» EXERCISE BRIEF: The answer must be every line from the entries below that includes "NonBlocking".

» DATA LISTING:
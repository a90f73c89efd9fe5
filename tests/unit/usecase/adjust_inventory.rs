use rust_decimal::Decimal;

use warehouse::constant::{MovementOpType, MovementSourceType};
use warehouse::error::{AppError, AppErrorCode};
use warehouse::model::{
    InventoryListFilter, InventoryLogModel, InventoryMovementDraft, InventoryRecordModel,
    InventoryTargetIdentity, PageWindow,
};
use warehouse::repository::InventoryAdjustOutcome;
use warehouse::usecase::{
    AdjustInventoryUseCase, InventoryAdjustUcOutput, InventoryListUcOutput, ListInventoryUseCase,
    RecordMovementUcOutput, RecordMovementUseCase,
};

use super::{ut_authed_claim, MockInventoryRepo};
use crate::ut_setup_share_state;

fn ut_setup_target() -> InventoryTargetIdentity {
    InventoryTargetIdentity {
        warehouse_id: 2,
        product_id: 180094,
        shelf_id: 18,
        batch_number: Some("B-20260805".to_string()),
        expiry: None,
    }
}

fn ut_setup_movement() -> InventoryMovementDraft {
    InventoryMovementDraft {
        op_type: MovementOpType::Outbound,
        source_id: 29,
        source_type: MovementSourceType::OutboundOrder,
        remark: None,
    }
}

#[tokio::test]
async fn adjust_applied_ok() {
    let app_state = ut_setup_share_state("config_ok.json");
    let uc = AdjustInventoryUseCase {
        repo: Box::new(MockInventoryRepo::build_default()),
        authed_claim: ut_authed_claim(),
        logctx: app_state.log_context().clone(),
    };
    let result = uc
        .execute(ut_setup_target(), Decimal::from(-4), Some(ut_setup_movement()))
        .await;
    assert!(result.is_ok());
    assert_eq!(result.unwrap(), InventoryAdjustUcOutput::Applied);
}

#[tokio::test]
async fn adjust_insufficient_stock() {
    let app_state = ut_setup_share_state("config_ok.json");
    let mut repo = MockInventoryRepo::build_default();
    repo.adjust_res = Ok(InventoryAdjustOutcome::Insufficient);
    let uc = AdjustInventoryUseCase {
        repo: Box::new(repo),
        authed_claim: ut_authed_claim(),
        logctx: app_state.log_context().clone(),
    };
    let result = uc.execute(ut_setup_target(), Decimal::from(-500), None).await;
    assert!(result.is_ok());
    assert_eq!(result.unwrap(), InventoryAdjustUcOutput::Insufficient);
}

#[tokio::test]
async fn adjust_invalid_location() {
    let app_state = ut_setup_share_state("config_ok.json");
    let combos = [
        (0u64, 180094u64, 18u64, InventoryAdjustUcOutput::InvalidWarehouseId),
        (2u64, 0u64, 18u64, InventoryAdjustUcOutput::InvalidProductId),
        (2u64, 180094u64, 0u64, InventoryAdjustUcOutput::InvalidShelfId),
    ];
    for (warehouse_id, product_id, shelf_id, expect) in combos {
        let uc = AdjustInventoryUseCase {
            repo: Box::new(MockInventoryRepo::build_default()),
            authed_claim: ut_authed_claim(),
            logctx: app_state.log_context().clone(),
        };
        let mut target = ut_setup_target();
        target.warehouse_id = warehouse_id;
        target.product_id = product_id;
        target.shelf_id = shelf_id;
        let result = uc.execute(target, Decimal::from(1), None).await;
        assert!(result.is_ok());
        assert_eq!(result.unwrap(), expect);
    }
}

#[tokio::test]
async fn adjust_storage_error() {
    let app_state = ut_setup_share_state("config_ok.json");
    let mut repo = MockInventoryRepo::build_default();
    repo.adjust_res = Err(AppError {
        code: AppErrorCode::DatabaseServerBusy,
        detail: Some("unit-test".to_string()),
    });
    let uc = AdjustInventoryUseCase {
        repo: Box::new(repo),
        authed_claim: ut_authed_claim(),
        logctx: app_state.log_context().clone(),
    };
    let result = uc.execute(ut_setup_target(), Decimal::from(2), None).await;
    assert!(result.is_err());
    if let Err(e) = result {
        assert_eq!(e.code, AppErrorCode::DatabaseServerBusy);
    }
}

#[tokio::test]
async fn record_movement_ok() {
    let app_state = ut_setup_share_state("config_ok.json");
    let uc = RecordMovementUseCase {
        repo: Box::new(MockInventoryRepo::build_default()),
        authed_claim: ut_authed_claim(),
        logctx: app_state.log_context().clone(),
    };
    let item = InventoryLogModel::from_draft(
        ut_setup_target(),
        Decimal::from(-4),
        ut_setup_movement(),
    );
    let result = uc.execute(item).await;
    assert!(result.is_ok());
    assert_eq!(
        result.unwrap(),
        RecordMovementUcOutput::Recorded { log_id: 501 }
    );
}

#[tokio::test]
async fn record_movement_invalid_location() {
    let app_state = ut_setup_share_state("config_ok.json");
    let uc = RecordMovementUseCase {
        repo: Box::new(MockInventoryRepo::build_default()),
        authed_claim: ut_authed_claim(),
        logctx: app_state.log_context().clone(),
    };
    let mut target = ut_setup_target();
    target.product_id = 0;
    let item = InventoryLogModel::from_draft(target, Decimal::from(-4), ut_setup_movement());
    let result = uc.execute(item).await;
    assert!(result.is_ok());
    assert_eq!(result.unwrap(), RecordMovementUcOutput::InvalidProductId);
}

#[tokio::test]
async fn list_inventory_passthrough() {
    let app_state = ut_setup_share_state("config_ok.json");
    let saved_rows = vec![InventoryRecordModel {
        inventory_id: 77,
        warehouse_id: 2,
        warehouse_name: "north dock".to_string(),
        product_id: 180094,
        product_name: "ceramic mug 350ml".to_string(),
        product_code: "CM-350".to_string(),
        shelf_id: 18,
        shelf_name: "A-03-2".to_string(),
        quantity: Decimal::from(120),
        batch_number: "B-20260805".to_string(),
        expiry: None,
    }];
    let mut repo = MockInventoryRepo::build_default();
    repo.paged_res = Ok((saved_rows, 41));
    let uc = ListInventoryUseCase {
        repo: Box::new(repo),
        logctx: app_state.log_context().clone(),
    };
    let filter = InventoryListFilter {
        warehouse_id: Some(2),
        product_id: None,
        shelf_id: None,
        batch_number: None,
    };
    let result = uc.execute(filter, PageWindow::new(Some(2), Some(20))).await;
    assert!(result.is_ok());
    let InventoryListUcOutput::Listed { total, items } = result.unwrap();
    assert_eq!(total, 41);
    assert_eq!(items.len(), 1);
    assert_eq!(items[0].shelf_name.as_str(), "A-03-2");
}
mod sql_db;

use std::sync::Arc;

pub use sql_db::{AppMariaDbStore, AppPagedQuery, AppSqlBatchCmd};

use crate::config::AppDbServerCfg;
use crate::logging::{app_log_event, AppLogContext, AppLogLevel};

pub(crate) fn build_context(
    logctx: Arc<AppLogContext>,
    cfg: &Vec<AppDbServerCfg>,
) -> Option<Vec<AppMariaDbStore>> {
    let mut sqldb = None;
    for c in cfg {
        if sqldb.is_none() {
            sqldb = Some(Vec::new());
        }
        if let Some(lst) = &mut sqldb {
            match AppMariaDbStore::try_build(c) {
                Ok(item) => {
                    lst.push(item);
                }
                Err(e) => {
                    app_log_event!(logctx, AppLogLevel::ERROR, "{:?}", e);
                }
            }
        }
    }
    sqldb
}
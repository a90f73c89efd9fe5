use std::collections::hash_map::RandomState;
use std::collections::HashMap;
use std::fs;
use std::io::stdout;
use std::path::Path;

use tracing::dispatcher::Dispatch;
use tracing_appender::non_blocking::{NonBlocking, WorkerGuard};
use tracing_appender::rolling::{RollingFileAppender, Rotation};
use tracing_subscriber::fmt::{
    writer::{MakeWriterExt, WithMaxLevel}, // BoxMakeWriter is for type-erasion of low-level writer, it does not support clone
    Layer as TraceLayer,
};
use tracing_subscriber::prelude::__tracing_subscriber_SubscriberExt;
use tracing_subscriber::{self, Registry};

use crate::constant::logging::{Destination as DstOption, Level as AppLogLevelInner};
use crate::{AppBasepathCfg, AppLogAlias, AppLogHandlerCfg, AppLoggerCfg, AppLoggingCfg};

pub type AppLogLevel = AppLogLevelInner;
type AppLogHandler = (WithMaxLevel<NonBlocking>, WorkerGuard);
type AppLogger = Dispatch;

pub struct AppLogContext {
    handlers: HashMap<AppLogAlias, AppLogHandler>,
    loggers: HashMap<AppLogAlias, AppLogger, RandomState>,
}

// this macro has to be exposed since top-level binary executable (e.g. web)
// will invoke this macro indirectly
#[macro_export]
macro_rules! to_3rdparty_level {
    ($lvlin:expr) => {
        match $lvlin {
            $crate::logging::AppLogLevel::FATAL | $crate::logging::AppLogLevel::ERROR => {
                tracing::Level::ERROR
            }
            $crate::logging::AppLogLevel::WARNING => tracing::Level::WARN,
            $crate::logging::AppLogLevel::INFO => tracing::Level::INFO,
            $crate::logging::AppLogLevel::DEBUG => tracing::Level::DEBUG,
            $crate::logging::AppLogLevel::TRACE => tracing::Level::TRACE,
        } // in `tracing` ecosystem, level comparison is like
          // TRACE > DEBUG > INFO > WARN > ERROR
    };
}

fn _gen_localfile_writer(basepath: &String, cfg: &AppLogHandlerCfg) -> (NonBlocking, WorkerGuard) {
    if let Some(rpath) = cfg.path.as_ref() {
        let mut fullpath = basepath.clone();
        if !basepath.ends_with('/') && !rpath.starts_with('/') {
            fullpath += "/";
        }
        fullpath += rpath;
        let p = Path::new(&fullpath);
        let (dir, fname_prefix) = (p.parent().unwrap(), p.file_name().unwrap());
        if !dir.exists() {
            let _ = fs::create_dir_all(dir);
        }
        // daily rotation keeps one file per calendar date, entries of the
        // same day always append to the same file
        let wr_dst = RollingFileAppender::new(Rotation::DAILY, dir, fname_prefix);
        tracing_appender::non_blocking(wr_dst)
    } else {
        panic!(
            "File:{}, Line:{}, configure path has to be always present",
            file!(),
            line!()
        );
    }
}

fn _gen_console_writer(_: &AppLogHandlerCfg) -> (NonBlocking, WorkerGuard) {
    let wr_dst = stdout();
    tracing_appender::non_blocking(wr_dst)
} // Note tracing spawns new thread dedicating to each non-blocking writer,
  // the context-switching rule depends on underlying OS platform.

fn _init_handler(basepath: &AppBasepathCfg, cfg: &AppLogHandlerCfg) -> AppLogHandler {
    let lvl = to_3rdparty_level!(&cfg.min_level);
    let (io_wr, guard) = match &cfg.destination {
        DstOption::CONSOLE => _gen_console_writer(cfg),
        DstOption::LOCALFS => _gen_localfile_writer(&basepath.system, cfg),
    }; // callers MUST always keep the guard along with writer, for successfully flushing
       // log messages to I/O
    let io_wr = io_wr.with_max_level(lvl);
    (io_wr, guard)
}

fn _init_logger(cfg: &AppLoggerCfg, hdlrs: &HashMap<AppLogAlias, AppLogHandler>) -> AppLogger {
    let iter = cfg.handlers.iter().map(|alias| {
        let (io_writer, _) = hdlrs.get(alias).unwrap();
        TraceLayer::new()
            .with_writer(io_writer.clone())
            .with_file(false) // to prevent full path exposed
            .with_line_number(true)
            .with_thread_ids(true)
            .with_level(true)
    });
    let layers = Vec::from_iter(iter);
    let subscriber = Registry::default().with(layers);
    Dispatch::new(subscriber)
} // end of fn _init_logger

impl AppLogContext {
    pub fn new(basepath: &AppBasepathCfg, cfg: &AppLoggingCfg) -> Self {
        let iter = cfg
            .handlers
            .iter()
            .map(|item| (item.alias.clone(), _init_handler(basepath, item)));
        let hdlrs = HashMap::from_iter(iter);
        let iter2 = cfg
            .loggers
            .iter()
            .map(|item| (item.alias.clone(), _init_logger(item, &hdlrs)));
        let logger_map: HashMap<AppLogAlias, Dispatch, RandomState> = HashMap::from_iter(iter2);
        Self {
            handlers: hdlrs,
            loggers: logger_map,
        }
    }

    pub fn get_assigner(&self, key: &str) -> Option<&Dispatch> {
        self.loggers.get(&key.to_string())
    }
} // end of impl AppLogContext

#[macro_export]
macro_rules! app_log_event {
    ( $ctx:ident, $lvl:expr, $($arg:tt)+ ) => {{
        const MOD_PATH:&str = module_path!();
        if let Some(assigner) = $ctx.get_assigner(MOD_PATH) {
            const LVL_INNER: tracing::Level = $crate::logging::to_3rdparty_level!($lvl);
            tracing::dispatcher::with_default(assigner, || {
                tracing::event!(LVL_INNER, $($arg)+);
            });
        } else {
            println!("[WARN] log dispatcher not found at the module path: {}", MOD_PATH);
            println!($($arg)+);
        }
    }};
}

pub use app_log_event;
pub use to_3rdparty_level;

» THE COMPLETED TASK:
use tracing_appender::non_blocking::{NonBlocking, WorkerGuard};
type AppLogHandler = (WithMaxLevel<NonBlocking>, WorkerGuard);
fn _gen_localfile_writer(basepath: &String, cfg: &AppLogHandlerCfg) -> (NonBlocking, WorkerGuard) {
fn _gen_console_writer(_: &AppLogHandlerCfg) -> (NonBlocking, WorkerGuard) {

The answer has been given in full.